Pandemic tax looms for all visitors to ThailandLocal | Agencies and staff reporter 13 May 2020
Hong Kong tourists visiting Thailand could face an extra tax of 300 baht (just over HK$73) to cover pandemic insurance once flights and tourism resume.
Thailand's tourism and sports ministry is considering a tax on all foreign arrivals.
Phiphat Ratchakitprakarn, the minister, said the tax would be collected once foreigners arrive by air, land or sea transport, the Bangkok Post reported.
Tourism-sector lawmaker Yiu Si-wing said the tourism tax would not have much impact on Hongkongers' desire to visit Thailand, which is one of the most popular tourist destinations in Southeast Asia.
"The levy amount is not big at all," he said. "After all, flight tickets to Thailand and consumption in the country are very reasonable and suits Hong Kong people's affordability. It would still be a good option for group tours and individual travelers."
Yiu said it is uncommon for a country to buy insurance for tourists against diseases and infections such as Covid-19.
"But it's good to offer extra protection to visitors. It may make the country more appealing to tourists," he said.

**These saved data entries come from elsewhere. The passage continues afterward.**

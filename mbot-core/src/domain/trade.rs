//! TradeRecord: an immutable snapshot written when a position closes.

use chrono::{DateTime, Utc};
use serde::{Deserialize, Serialize};
use std::fmt;

use super::position::Side;

/// Why a position was closed.
#[derive(Debug, Clone, Copy, PartialEq, Eq, Hash, Serialize, Deserialize)]
pub enum ExitReason {
    StopLoss,
    TakeProfit,
}

impl fmt::Display for ExitReason {
    fn fmt(&self, f: &mut fmt::Formatter<'_>) -> fmt::Result {
        match self {
            Self::StopLoss => write!(f, "Stop-Loss"),
            Self::TakeProfit => write!(f, "Take-Profit"),
        }
    }
}

/// A completed round-trip trade.
#[derive(Debug, Clone, PartialEq, Serialize, Deserialize)]
pub struct TradeRecord {
    /// Timestamp of the exit bar.
    pub timestamp: DateTime<Utc>,
    pub entry_time: DateTime<Utc>,
    pub side: Side,
    pub entry_price: f64,
    pub exit_price: f64,
    pub size: f64,
    /// Round-trip fee already deducted from `pnl`.
    pub fee: f64,
    /// Realized, fee-adjusted PnL.
    pub pnl: f64,
    /// Capital after this trade (floored at zero).
    pub capital: f64,
    pub reason: ExitReason,
    pub leverage: u32,
}

impl TradeRecord {
    pub fn is_take_profit(&self) -> bool {
        self.reason == ExitReason::TakeProfit
    }

    pub fn is_profitable(&self) -> bool {
        self.pnl > 0.0
    }

    /// Loss of this trade as a percentage of `reference_capital` (0 for winners).
    pub fn loss_pct_of(&self, reference_capital: f64) -> f64 {
        if self.pnl >= 0.0 || reference_capital <= 0.0 {
            return 0.0;
        }
        -self.pnl / reference_capital * 100.0
    }
}
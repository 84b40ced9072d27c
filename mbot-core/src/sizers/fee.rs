//! Taker fee model.

/// Proportional fee charged on notional at both entry and exit.
#[derive(Debug, Clone, Copy, PartialEq)]
pub struct FeeModel {
    pub rate: f64,
}

impl FeeModel {
    pub fn new(rate: f64) -> Self {
        Self { rate }
    }

    /// Fee on a single fill.
    pub fn on_notional(&self, notional: f64) -> f64 {
        notional * self.rate
    }

    /// Fee for opening and closing `size` contracts.
    pub fn round_trip(&self, entry_price: f64, exit_price: f64, size: f64) -> f64 {
        self.on_notional(entry_price * size) + self.on_notional(exit_price * size)
    }
}
/// Main-domain [`RcuDomain::read_unlock`].
pub fn rcu_read_unlock() {
    with_main_tls(|tls| main_domain().read_unlock(tls));
}

/// Main-domain [`RcuDomain::read_ongoing`]; `false` for unregistered
/// threads.
pub fn rcu_read_ongoing() -> bool {
    MAIN_TLS.with(|slot| {
        slot.borrow()
            .as_ref()
            .is_some_and(|tls| main_domain().read_ongoing(tls))
    })
}

/// Main-domain [`RcuDomain::quiescent_state`].
pub fn rcu_quiescent_state() {
    with_main_tls(|tls| main_domain().quiescent_state(tls));
}

/// Main-domain [`RcuDomain::thread_offline`].
pub fn rcu_thread_offline() {
    with_main_tls(|tls| main_domain().thread_offline(tls));
}

/// Main-domain [`RcuDomain::thread_online`].
pub fn rcu_thread_online() {
    with_main_tls(|tls| main_domain().thread_online(tls));
}

/// Main-domain [`RcuDomain::synchronize`]; uses the calling thread's
/// reader registration when it has one.
pub fn synchronize_rcu() {
    let tls = MAIN_TLS.with(|slot| slot.borrow().clone());
    main_domain().synchronize(tls.as_deref());
}
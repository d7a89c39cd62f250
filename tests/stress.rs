//! Mixed stress: hazard-pointer churn and RCU grace periods side by side.

use std::ptr;
use std::sync::atomic::{AtomicBool, AtomicUsize, Ordering};
use std::sync::Arc;
use std::thread;
use std::time::{Duration, Instant};

use rand::Rng;

use nazar::{
    HazardCell, HazardCtx, HazardNode, RcuDomain, ReaderTls, hp_get, hp_put, promote_to_ref,
    synchronize, synchronize_put,
};

#[repr(C)]
struct Node {
    node: HazardNode,
    generation: usize,
    drops: Arc<AtomicUsize>,
}

unsafe fn release_node(node: *mut HazardNode) {
    drop(unsafe { Box::from_raw(node as *mut Node) });
}

impl Drop for Node {
    fn drop(&mut self) {
        self.drops.fetch_add(1, Ordering::SeqCst);
    }
}

#[test]
#[cfg_attr(miri, ignore)]
fn hazard_churn_reclaims_everything() {
    const CELLS: usize = 4;
    const RUN_FOR: Duration = Duration::from_millis(500);

    let cells: Arc<Vec<HazardCell>> = Arc::new((0..CELLS).map(|_| HazardCell::new()).collect());
    let drops = Arc::new(AtomicUsize::new(0));
    let stop = Arc::new(AtomicBool::new(false));

    let mut readers = Vec::new();
    for _ in 0..6 {
        let cells = cells.clone();
        let stop = stop.clone();
        readers.push(thread::spawn(move || {
            let mut rng = rand::thread_rng();
            while !stop.load(Ordering::Relaxed) {
                let cell = &cells[rng.gen_range(0..CELLS)];
                let mut ctx = HazardCtx::new();
                if hp_get(cell, &mut ctx) {
                    if rng.gen_bool(0.3) {
                        promote_to_ref(&mut ctx);
                    }
                    std::hint::black_box(unsafe { (*(ctx.node() as *const Node)).generation });
                    hp_put(&mut ctx);
                }
            }
        }));
    }

    let mut retired = 0usize;
    let mut generation = 0usize;
    let start = Instant::now();
    let mut rng = rand::thread_rng();
    while start.elapsed() < RUN_FOR {
        let cell = &cells[rng.gen_range(0..CELLS)];
        generation += 1;
        let fresh = Box::into_raw(Box::new(Node {
            node: HazardNode::new(release_node),
            generation,
            drops: drops.clone(),
        }));
        unsafe { cell.set(fresh as *mut HazardNode) };
        thread::yield_now();
        unsafe { cell.set(ptr::null_mut()) };
        unsafe { synchronize_put(fresh as *mut HazardNode) };
        retired += 1;

        if retired % 32 == 0 {
            synchronize(ptr::null());
        }
    }

    stop.store(true, Ordering::Relaxed);
    for r in readers {
        r.join().unwrap();
    }

    assert_eq!(drops.load(Ordering::SeqCst), retired);
}

#[test]
#[cfg_attr(miri, ignore)]
fn rcu_writers_and_readers_under_churn() {
    const RUN_FOR: Duration = Duration::from_millis(500);

    let domain = Arc::new(RcuDomain::new());
    let stop = Arc::new(AtomicBool::new(false));
    let gps = Arc::new(AtomicUsize::new(0));

    let mut readers = Vec::new();
    for _ in 0..4 {
        let domain = domain.clone();
        let stop = stop.clone();
        readers.push(thread::spawn(move || {
            let tls = ReaderTls::new();
            domain.register_thread(&tls);
            let mut rng = rand::thread_rng();
            let mut n = 0usize;
            while !stop.load(Ordering::Relaxed) {
                domain.read_lock(&tls);
                domain.read_unlock(&tls);
                n += 1;
                if n % 16 == 0 {
                    domain.quiescent_state(&tls);
                }
                if rng.gen_bool(0.01) {
                    // Extended quiescent window.
                    domain.thread_offline(&tls);
                    thread::yield_now();
                    domain.thread_online(&tls);
                }
            }
            domain.unregister_thread(&tls);
        }));
    }

    let mut writers = Vec::new();
    for _ in 0..3 {
        let domain = domain.clone();
        let stop = stop.clone();
        let gps = gps.clone();
        writers.push(thread::spawn(move || {
            while !stop.load(Ordering::Relaxed) {
                domain.synchronize(None);
                gps.fetch_add(1, Ordering::Relaxed);
            }
        }));
    }

    thread::sleep(RUN_FOR);
    stop.store(true, Ordering::Relaxed);
    for w in writers {
        w.join().unwrap();
    }
    for r in readers {
        r.join().unwrap();
    }

    assert!(gps.load(Ordering::Relaxed) > 0, "no grace period completed");
}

The scheme is part of the 20-year national strategic plan that requires government agencies to have recurring income to sustain and stabilize the national economy.
The levy will be added to the tourism fund managed by the ministry that aims to rebuild and develop tourism supply chains here, as well as offer safety and security protection for tourists.
Phiphat said this idea was initiated last year but was delayed because of the pandemic.
Now was the right time to initiate collection.
The goal was to have tourists entering via air travel charged as a part of ticketing.
"The pandemic has had a severe impact on tourism confidence, and the tourism fund should set aside a budget for state agencies to carry on when looking after tourists affected by the pandemic," he said.
Phiphat said Japan implemented similar measures, with a departure tax of 1,000 yen (HK$72) per person.
After the feasibility study is finished, the ministry will submit it to the cabinet for approval. The ministry intends to announce the new tax before the fourth quarter to let tourists prepare, he said.
"The Tourism Authority of Thailand's new target is 16 million arrivals this year, but I'm not optimistic we can reach that goal as international tourists will not come back before the fourth quarter," Phiphat said.
"Compared with the last quarter of 2019, when we had 11 million to 12 million arrivals, the new goal is too high amid these circumstances.
TAT governor Yuthasak Supasorn said the amendment of the National Tourism Policy Act at the end of last year allows the ministry to tax foreign tourists. The ministry's measures are part of the long-term tourism development plan.
"As long as Thailand has a clear plan on how to use the fund effectively and benefit international tourists, it should not create any obstacles," said Yuthasak.